The data:
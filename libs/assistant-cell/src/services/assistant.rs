use tracing::debug;

use shared_config::AppConfig;
use shared_http::ApiClient;
use shared_models::{ApiError, AssistantResponse, ChatRequest};

#[derive(Clone)]
pub struct AssistantService {
    api: ApiClient,
}

impl AssistantService {
    pub fn new(config: &AppConfig) -> Self {
        Self {
            api: ApiClient::new(config),
        }
    }

    pub fn with_client(api: ApiClient) -> Self {
        Self { api }
    }

    /// Asks a general health question, optionally in the context of one
    /// patient.
    pub async fn ask(
        &self,
        question: &str,
        patient_id: Option<&str>,
    ) -> Result<AssistantResponse, ApiError> {
        debug!("Asking assistant (patient context: {:?})", patient_id);

        let request = ChatRequest {
            question: question.to_string(),
            patient_id: patient_id.map(str::to_string),
        };
        self.api.post("/assistant/chat", &request).await
    }
}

Task item:
Set all of the entries down again, exactly as they were given.

Solution to this task:
filename libs/assistant-cell/src/services/assistant.rs
use tracing::debug;

use shared_config::AppConfig;
use shared_http::ApiClient;
use shared_models::{ApiError, AssistantResponse, ChatRequest};

#[derive(Clone)]
pub struct AssistantService {
    api: ApiClient,
}

impl AssistantService {
    pub fn new(config: &AppConfig) -> Self {
        Self {
            api: ApiClient::new(config),
        }
    }

    pub fn with_client(api: ApiClient) -> Self {
        Self { api }
    }

    /// Asks a general health question, optionally in the context of one
    /// patient.
    pub async fn ask(
        &self,
        question: &str,
        patient_id: Option<&str>,
    ) -> Result<AssistantResponse, ApiError> {
        debug!("Asking assistant (patient context: {:?})", patient_id);

        let request = ChatRequest {
            question: question.to_string(),
            patient_id: patient_id.map(str::to_string),
        };
        self.api.post("/assistant/chat", &request).await
    }
}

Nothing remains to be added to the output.